§ **Task goal**
Nothing but the lines from the top of the following entries through the line with "self.certificate.as_deref()" should be printed, exactly as they are.

§ **Material shown**
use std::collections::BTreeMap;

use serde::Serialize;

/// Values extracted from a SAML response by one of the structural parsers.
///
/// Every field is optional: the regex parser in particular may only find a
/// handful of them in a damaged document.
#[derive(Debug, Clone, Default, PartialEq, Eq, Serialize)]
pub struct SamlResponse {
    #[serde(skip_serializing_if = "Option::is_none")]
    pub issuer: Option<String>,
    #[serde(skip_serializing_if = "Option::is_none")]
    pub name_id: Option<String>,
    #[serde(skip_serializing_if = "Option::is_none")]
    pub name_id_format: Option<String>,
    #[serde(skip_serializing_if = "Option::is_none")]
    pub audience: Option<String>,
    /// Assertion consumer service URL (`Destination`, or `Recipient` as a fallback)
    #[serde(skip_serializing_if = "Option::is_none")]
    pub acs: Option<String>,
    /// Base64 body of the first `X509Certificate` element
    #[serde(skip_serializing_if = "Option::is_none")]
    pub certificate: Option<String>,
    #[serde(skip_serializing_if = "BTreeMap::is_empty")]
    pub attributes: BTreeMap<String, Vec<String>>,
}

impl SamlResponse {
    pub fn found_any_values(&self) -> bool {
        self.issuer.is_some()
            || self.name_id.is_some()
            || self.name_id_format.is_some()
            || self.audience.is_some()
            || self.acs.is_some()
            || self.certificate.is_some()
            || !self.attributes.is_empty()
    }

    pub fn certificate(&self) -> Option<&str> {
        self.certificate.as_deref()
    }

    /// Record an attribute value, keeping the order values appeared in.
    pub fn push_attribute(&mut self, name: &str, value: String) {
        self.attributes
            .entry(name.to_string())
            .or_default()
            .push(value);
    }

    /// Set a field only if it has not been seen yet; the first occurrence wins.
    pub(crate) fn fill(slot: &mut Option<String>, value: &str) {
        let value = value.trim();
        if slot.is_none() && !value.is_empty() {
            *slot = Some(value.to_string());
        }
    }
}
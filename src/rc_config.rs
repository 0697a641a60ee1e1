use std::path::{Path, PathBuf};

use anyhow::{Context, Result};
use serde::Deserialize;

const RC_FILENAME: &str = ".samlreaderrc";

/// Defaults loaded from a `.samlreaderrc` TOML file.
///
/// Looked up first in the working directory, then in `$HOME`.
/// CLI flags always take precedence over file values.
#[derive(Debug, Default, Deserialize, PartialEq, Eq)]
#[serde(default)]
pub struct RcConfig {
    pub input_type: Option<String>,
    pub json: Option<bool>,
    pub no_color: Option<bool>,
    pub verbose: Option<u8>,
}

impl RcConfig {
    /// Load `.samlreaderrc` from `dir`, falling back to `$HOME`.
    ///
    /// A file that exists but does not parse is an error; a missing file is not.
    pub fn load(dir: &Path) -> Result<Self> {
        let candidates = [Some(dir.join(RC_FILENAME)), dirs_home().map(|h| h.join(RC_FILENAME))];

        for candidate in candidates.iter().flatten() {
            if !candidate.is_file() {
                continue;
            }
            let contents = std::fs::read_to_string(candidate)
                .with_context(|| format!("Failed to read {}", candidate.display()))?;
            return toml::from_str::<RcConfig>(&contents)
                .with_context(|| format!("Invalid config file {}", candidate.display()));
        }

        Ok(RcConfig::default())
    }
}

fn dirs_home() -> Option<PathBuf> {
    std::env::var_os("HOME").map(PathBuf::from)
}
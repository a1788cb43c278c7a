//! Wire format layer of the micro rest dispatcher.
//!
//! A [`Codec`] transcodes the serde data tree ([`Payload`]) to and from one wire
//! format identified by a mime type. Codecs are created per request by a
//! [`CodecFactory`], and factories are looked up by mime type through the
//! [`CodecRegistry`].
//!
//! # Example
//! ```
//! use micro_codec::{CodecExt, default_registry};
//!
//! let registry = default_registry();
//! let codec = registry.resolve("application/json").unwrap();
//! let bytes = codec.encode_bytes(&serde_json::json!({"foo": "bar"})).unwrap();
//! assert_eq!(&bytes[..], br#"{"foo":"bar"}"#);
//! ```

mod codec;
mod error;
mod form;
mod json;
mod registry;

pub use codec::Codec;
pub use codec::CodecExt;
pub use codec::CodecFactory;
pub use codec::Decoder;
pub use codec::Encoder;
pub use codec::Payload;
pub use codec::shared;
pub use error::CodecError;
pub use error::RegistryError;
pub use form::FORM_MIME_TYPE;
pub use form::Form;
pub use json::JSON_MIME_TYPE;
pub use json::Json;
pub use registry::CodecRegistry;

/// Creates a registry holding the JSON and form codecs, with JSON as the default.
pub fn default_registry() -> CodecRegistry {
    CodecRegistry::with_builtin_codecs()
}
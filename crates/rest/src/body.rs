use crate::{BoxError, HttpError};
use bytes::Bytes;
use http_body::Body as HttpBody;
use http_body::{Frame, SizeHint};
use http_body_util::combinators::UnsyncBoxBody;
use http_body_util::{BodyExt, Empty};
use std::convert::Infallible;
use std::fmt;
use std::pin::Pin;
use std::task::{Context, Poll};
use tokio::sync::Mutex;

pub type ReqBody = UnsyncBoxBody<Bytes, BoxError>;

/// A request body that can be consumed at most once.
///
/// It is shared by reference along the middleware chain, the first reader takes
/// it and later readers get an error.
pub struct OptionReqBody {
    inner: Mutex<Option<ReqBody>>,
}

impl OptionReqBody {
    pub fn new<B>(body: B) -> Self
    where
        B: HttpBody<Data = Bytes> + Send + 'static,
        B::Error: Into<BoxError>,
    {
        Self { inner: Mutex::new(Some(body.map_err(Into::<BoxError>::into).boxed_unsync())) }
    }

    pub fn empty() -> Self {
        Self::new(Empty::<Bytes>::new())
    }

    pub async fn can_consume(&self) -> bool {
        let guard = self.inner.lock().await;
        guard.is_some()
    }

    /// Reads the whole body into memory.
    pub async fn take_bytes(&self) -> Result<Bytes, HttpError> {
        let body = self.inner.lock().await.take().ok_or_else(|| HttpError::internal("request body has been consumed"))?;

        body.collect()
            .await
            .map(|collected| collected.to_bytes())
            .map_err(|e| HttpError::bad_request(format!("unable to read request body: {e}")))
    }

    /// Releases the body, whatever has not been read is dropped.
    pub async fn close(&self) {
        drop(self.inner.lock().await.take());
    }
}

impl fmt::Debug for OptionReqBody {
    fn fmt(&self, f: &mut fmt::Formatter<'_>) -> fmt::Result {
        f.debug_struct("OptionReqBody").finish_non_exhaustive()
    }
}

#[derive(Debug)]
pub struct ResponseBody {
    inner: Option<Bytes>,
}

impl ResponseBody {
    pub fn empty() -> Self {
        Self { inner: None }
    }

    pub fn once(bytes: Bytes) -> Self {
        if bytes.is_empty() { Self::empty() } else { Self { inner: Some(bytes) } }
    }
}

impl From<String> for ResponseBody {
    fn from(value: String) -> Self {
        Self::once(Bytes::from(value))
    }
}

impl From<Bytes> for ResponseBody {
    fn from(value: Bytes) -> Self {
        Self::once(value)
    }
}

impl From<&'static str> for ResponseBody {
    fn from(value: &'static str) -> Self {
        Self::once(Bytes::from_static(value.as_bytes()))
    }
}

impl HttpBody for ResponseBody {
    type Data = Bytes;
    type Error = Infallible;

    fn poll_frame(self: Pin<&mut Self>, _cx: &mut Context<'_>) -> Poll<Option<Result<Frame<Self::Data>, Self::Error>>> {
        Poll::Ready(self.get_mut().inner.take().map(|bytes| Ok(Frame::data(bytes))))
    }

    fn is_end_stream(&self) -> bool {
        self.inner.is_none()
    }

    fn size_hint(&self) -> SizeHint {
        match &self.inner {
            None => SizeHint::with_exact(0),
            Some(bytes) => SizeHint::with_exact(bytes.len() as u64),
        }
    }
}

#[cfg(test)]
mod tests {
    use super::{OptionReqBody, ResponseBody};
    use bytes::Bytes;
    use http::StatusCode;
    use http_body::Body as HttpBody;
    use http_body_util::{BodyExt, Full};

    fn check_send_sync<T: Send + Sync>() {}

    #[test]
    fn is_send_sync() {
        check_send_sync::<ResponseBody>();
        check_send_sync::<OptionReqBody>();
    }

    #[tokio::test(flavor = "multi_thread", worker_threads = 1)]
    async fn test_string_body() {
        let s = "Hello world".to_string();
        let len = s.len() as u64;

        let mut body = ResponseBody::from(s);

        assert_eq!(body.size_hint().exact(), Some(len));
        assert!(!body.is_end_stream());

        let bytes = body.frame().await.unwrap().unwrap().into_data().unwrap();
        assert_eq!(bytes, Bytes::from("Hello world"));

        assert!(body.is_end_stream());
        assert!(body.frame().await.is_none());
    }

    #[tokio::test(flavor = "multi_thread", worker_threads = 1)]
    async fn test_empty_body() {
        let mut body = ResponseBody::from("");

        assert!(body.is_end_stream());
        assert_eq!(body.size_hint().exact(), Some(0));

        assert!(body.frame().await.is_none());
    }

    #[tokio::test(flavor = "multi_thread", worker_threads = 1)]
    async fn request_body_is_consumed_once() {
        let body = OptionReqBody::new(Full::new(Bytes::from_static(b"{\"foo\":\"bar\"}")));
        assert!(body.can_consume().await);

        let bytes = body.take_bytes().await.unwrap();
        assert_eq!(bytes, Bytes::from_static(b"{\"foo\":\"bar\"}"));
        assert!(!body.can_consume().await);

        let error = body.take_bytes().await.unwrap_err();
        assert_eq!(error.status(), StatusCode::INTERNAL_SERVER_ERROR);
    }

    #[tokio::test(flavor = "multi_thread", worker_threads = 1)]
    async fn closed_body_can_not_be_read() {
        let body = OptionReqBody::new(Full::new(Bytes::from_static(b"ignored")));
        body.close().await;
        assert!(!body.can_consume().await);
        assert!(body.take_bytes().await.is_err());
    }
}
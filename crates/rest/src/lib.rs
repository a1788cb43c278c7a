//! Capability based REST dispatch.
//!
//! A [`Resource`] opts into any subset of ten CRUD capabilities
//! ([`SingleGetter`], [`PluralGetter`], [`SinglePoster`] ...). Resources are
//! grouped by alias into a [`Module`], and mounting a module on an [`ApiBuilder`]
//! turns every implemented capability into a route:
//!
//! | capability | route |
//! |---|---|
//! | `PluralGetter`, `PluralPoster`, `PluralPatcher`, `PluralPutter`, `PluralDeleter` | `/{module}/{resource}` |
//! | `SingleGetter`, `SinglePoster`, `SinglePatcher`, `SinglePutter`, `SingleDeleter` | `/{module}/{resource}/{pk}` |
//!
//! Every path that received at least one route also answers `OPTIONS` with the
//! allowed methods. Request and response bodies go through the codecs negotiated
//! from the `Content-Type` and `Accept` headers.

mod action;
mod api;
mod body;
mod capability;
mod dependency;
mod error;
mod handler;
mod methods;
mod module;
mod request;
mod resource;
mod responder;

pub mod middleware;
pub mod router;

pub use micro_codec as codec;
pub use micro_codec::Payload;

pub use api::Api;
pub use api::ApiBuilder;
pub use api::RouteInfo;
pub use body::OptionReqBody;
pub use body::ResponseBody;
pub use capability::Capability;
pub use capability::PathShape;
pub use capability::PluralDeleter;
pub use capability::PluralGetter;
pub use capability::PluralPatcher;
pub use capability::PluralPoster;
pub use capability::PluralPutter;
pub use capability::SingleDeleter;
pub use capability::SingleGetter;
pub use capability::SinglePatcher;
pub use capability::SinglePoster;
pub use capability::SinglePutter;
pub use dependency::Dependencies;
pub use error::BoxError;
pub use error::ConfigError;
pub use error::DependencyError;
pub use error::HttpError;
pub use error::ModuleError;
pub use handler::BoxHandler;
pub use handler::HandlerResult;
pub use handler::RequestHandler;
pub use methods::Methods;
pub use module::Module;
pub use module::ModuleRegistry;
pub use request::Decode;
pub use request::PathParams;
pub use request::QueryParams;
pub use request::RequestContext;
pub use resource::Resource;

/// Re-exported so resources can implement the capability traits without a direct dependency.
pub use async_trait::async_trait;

§ **Output of the task**
use std::collections::BTreeMap;

use serde::Serialize;

/// Values extracted from a SAML response by one of the structural parsers.
///
/// Every field is optional: the regex parser in particular may only find a
/// handful of them in a damaged document.
#[derive(Debug, Clone, Default, PartialEq, Eq, Serialize)]
pub struct SamlResponse {
    #[serde(skip_serializing_if = "Option::is_none")]
    pub issuer: Option<String>,
    #[serde(skip_serializing_if = "Option::is_none")]
    pub name_id: Option<String>,
    #[serde(skip_serializing_if = "Option::is_none")]
    pub name_id_format: Option<String>,
    #[serde(skip_serializing_if = "Option::is_none")]
    pub audience: Option<String>,
    /// Assertion consumer service URL (`Destination`, or `Recipient` as a fallback)
    #[serde(skip_serializing_if = "Option::is_none")]
    pub acs: Option<String>,
    /// Base64 body of the first `X509Certificate` element
    #[serde(skip_serializing_if = "Option::is_none")]
    pub certificate: Option<String>,
    #[serde(skip_serializing_if = "BTreeMap::is_empty")]
    pub attributes: BTreeMap<String, Vec<String>>,
}

impl SamlResponse {
    pub fn found_any_values(&self) -> bool {
        self.issuer.is_some()
            || self.name_id.is_some()
            || self.name_id_format.is_some()
            || self.audience.is_some()
            || self.acs.is_some()
            || self.certificate.is_some()
            || !self.attributes.is_empty()
    }

    pub fn certificate(&self) -> Option<&str> {
        self.certificate.as_deref()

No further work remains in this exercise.